Exercise requirements: From the records below, extract only the lines running from the line with "committed snapshot without" to the line with "with threshold signalling", both lines included, reproducing them exactly.

[Data in this exercise — start]

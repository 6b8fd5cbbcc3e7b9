//! SQLite data layer for the Sensogen telemetry generator.
//!
//! This crate owns everything that touches the store file: the single write
//! connection with its pragma and journal-mode setup, the ordered batch
//! buffer, the transactional batched writer with retry/backoff and
//! corruption quarantine, and the WAL checkpoint controller.
//!
//! # Single-writer model
//!
//! Exactly one [`StorageWriter`] mutates the store; it runs on one task, so
//! flushes and checkpoints can never overlap. External readers are expected
//! to open their own connections in explicit read-only mode
//! (`mode=ro` plus `PRAGMA query_only`) and must never request write
//! access -- that convention is what the single-writer assumption rests on.
//! Under WAL they read the previous or latest committed snapshot without
//! blocking the writer; under a rollback journal they may see a transient
//! busy condition during a commit and should retry briefly on their side.
//!
//! # File layout
//!
//! One primary store file. Under WAL mode the `-wal` journal and `-shm`
//! index appear alongside it; the three files are a unit, and the
//! quarantine path moves them aside together.
//!
//! # Modules
//!
//! - [`sqlite`] -- connection options, pragmas, journal mode, quarantine
//! - [`reading_store`] -- batched insert and query operations
//! - [`batch`] -- ordered bounded buffer with threshold signalling
//! - [`retry`] -- explicit retry/backoff policy and state
//! - [`writer`] -- the storage writer: flush orchestration and recovery
//! - [`checkpoint`] -- checkpoint scheduling
//! - [`error`] -- error taxonomy (transient / corrupt / fatal)

pub mod batch;
pub mod checkpoint;
pub mod error;
pub mod reading_store;
pub mod retry;
pub mod sqlite;
pub mod writer;

// Re-export primary types for convenience.
pub use batch::BatchBuffer;
pub use checkpoint::CheckpointController;
pub use error::{DbError, FailureKind, FlushError};
pub use reading_store::{ReadingRow, ReadingStore};
pub use retry::{RetryPolicy, RetryState};
pub use sqlite::{CheckpointStats, JournalMode, SqliteStore, StoreConfig};
pub use writer::{StorageWriter, WriterStats};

[Data in this exercise — finish]

Task result:
//! Under WAL they read the previous or latest committed snapshot without
//! blocking the writer; under a rollback journal they may see a transient
//! busy condition during a commit and should retry briefly on their side.
//!
//! # File layout
//!
//! One primary store file. Under WAL mode the `-wal` journal and `-shm`
//! index appear alongside it; the three files are a unit, and the
//! quarantine path moves them aside together.
//!
//! # Modules
//!
//! - [`sqlite`] -- connection options, pragmas, journal mode, quarantine
//! - [`reading_store`] -- batched insert and query operations
//! - [`batch`] -- ordered bounded buffer with threshold signalling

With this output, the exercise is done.